_Task directions:_ Among the lines of the records, find all that carry the word "message" and copy them.

(Task input Opens)

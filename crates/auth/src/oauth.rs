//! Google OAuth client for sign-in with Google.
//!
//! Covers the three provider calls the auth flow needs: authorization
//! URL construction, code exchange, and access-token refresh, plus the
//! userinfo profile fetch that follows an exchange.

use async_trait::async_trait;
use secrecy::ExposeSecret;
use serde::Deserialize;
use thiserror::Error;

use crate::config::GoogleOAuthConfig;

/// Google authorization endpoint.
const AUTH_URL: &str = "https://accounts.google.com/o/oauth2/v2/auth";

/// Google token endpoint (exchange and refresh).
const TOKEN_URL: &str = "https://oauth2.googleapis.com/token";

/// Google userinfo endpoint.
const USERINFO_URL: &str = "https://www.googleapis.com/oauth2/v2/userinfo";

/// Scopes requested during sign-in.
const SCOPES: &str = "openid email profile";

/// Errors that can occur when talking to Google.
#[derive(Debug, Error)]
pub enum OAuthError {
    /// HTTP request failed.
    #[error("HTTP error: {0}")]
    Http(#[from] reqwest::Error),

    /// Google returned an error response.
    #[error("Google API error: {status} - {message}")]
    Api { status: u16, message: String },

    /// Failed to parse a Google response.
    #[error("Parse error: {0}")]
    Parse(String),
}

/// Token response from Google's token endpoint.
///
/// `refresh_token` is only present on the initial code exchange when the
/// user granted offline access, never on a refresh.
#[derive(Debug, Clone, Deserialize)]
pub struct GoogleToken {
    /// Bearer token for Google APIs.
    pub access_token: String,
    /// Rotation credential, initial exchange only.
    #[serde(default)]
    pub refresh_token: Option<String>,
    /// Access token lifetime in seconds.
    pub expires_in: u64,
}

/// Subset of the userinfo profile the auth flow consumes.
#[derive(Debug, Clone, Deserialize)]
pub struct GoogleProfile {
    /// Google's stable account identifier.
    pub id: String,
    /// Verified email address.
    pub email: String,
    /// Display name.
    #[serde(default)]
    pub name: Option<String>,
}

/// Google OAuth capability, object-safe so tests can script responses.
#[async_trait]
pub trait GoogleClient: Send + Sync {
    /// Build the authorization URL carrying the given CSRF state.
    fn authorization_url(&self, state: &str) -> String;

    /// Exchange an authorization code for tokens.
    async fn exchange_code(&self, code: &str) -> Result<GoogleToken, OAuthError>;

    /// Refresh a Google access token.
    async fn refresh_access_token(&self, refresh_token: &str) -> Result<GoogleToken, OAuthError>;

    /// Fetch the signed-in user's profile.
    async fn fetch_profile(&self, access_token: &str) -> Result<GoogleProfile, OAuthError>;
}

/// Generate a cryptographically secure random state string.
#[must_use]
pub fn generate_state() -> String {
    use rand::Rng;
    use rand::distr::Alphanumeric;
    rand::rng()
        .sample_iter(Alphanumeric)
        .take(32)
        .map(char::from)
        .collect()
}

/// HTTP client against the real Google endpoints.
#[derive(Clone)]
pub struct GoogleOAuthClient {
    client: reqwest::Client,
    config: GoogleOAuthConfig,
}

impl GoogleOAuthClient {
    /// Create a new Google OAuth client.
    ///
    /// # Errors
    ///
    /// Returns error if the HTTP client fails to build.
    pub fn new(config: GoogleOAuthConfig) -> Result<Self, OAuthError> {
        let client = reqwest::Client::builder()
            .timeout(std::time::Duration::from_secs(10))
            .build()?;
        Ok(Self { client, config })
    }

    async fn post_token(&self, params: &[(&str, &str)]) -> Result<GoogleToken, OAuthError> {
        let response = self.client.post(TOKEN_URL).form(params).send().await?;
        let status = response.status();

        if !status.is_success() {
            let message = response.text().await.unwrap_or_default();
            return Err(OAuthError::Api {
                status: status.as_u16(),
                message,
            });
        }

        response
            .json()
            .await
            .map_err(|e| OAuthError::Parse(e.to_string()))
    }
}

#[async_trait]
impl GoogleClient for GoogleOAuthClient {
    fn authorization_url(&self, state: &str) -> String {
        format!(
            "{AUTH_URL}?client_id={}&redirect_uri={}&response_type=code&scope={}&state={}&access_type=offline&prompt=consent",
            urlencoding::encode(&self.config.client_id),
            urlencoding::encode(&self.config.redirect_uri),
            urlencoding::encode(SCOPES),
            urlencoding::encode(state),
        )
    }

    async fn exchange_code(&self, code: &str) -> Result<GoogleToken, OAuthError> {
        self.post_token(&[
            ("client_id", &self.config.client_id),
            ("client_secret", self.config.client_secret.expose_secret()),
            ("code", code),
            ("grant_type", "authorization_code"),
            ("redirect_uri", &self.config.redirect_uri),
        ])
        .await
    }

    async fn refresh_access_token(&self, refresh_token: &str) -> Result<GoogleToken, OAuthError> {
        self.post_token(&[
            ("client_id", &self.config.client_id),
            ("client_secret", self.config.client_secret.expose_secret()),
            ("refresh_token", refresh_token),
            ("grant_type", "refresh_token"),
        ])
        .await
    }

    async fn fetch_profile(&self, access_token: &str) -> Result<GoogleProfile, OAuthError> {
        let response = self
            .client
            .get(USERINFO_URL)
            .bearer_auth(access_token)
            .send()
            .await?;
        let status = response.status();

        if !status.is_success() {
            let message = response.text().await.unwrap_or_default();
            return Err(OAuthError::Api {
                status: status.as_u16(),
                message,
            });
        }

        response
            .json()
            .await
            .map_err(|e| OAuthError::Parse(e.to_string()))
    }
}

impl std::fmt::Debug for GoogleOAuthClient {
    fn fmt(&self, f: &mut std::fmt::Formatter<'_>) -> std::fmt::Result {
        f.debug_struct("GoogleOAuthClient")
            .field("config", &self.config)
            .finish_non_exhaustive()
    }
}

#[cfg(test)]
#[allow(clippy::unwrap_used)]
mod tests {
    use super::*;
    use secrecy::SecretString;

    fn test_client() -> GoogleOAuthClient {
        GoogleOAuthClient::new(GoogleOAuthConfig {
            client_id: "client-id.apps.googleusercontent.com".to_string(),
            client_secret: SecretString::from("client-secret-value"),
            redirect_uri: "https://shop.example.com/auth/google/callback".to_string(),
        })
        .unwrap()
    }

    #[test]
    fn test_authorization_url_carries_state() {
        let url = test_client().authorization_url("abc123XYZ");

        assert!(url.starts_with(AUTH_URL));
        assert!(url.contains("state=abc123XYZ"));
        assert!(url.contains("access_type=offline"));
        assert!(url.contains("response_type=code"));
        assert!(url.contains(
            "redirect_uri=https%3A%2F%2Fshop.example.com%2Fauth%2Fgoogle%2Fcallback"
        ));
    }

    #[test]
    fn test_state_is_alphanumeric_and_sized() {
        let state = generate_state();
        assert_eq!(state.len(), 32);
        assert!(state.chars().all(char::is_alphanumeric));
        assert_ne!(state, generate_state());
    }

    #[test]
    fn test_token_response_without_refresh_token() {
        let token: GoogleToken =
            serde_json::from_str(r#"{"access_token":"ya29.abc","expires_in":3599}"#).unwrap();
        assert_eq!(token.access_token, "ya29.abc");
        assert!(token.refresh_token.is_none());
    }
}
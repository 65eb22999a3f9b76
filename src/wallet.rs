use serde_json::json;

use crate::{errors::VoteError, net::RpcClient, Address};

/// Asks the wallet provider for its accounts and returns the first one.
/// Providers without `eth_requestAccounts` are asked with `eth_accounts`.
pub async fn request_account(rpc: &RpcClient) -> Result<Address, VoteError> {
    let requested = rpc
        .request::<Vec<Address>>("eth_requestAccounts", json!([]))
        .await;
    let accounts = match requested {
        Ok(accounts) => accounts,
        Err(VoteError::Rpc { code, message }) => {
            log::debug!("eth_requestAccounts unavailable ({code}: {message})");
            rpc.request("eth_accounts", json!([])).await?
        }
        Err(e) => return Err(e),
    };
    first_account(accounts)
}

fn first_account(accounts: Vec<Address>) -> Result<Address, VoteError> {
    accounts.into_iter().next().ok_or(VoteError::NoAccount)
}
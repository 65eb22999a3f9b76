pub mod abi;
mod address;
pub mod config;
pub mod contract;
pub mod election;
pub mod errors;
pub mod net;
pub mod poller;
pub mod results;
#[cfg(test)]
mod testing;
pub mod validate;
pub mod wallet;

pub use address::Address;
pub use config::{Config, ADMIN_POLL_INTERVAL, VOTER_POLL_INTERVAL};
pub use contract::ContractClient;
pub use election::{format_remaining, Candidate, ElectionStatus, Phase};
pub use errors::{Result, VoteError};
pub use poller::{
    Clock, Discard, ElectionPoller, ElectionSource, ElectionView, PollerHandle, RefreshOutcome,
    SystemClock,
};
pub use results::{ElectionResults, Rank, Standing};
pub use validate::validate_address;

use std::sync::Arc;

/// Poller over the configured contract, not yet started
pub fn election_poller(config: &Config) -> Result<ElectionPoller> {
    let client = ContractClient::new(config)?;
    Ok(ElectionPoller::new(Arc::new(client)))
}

(Task input Closes)

_Result:_
    #[error("Google API error: {status} - {message}")]
    Api { status: u16, message: String },
            let message = response.text().await.unwrap_or_default();
                message,
            let message = response.text().await.unwrap_or_default();
                message,
        Err(VoteError::Rpc { code, message }) => {
            log::debug!("eth_requestAccounts unavailable ({code}: {message})");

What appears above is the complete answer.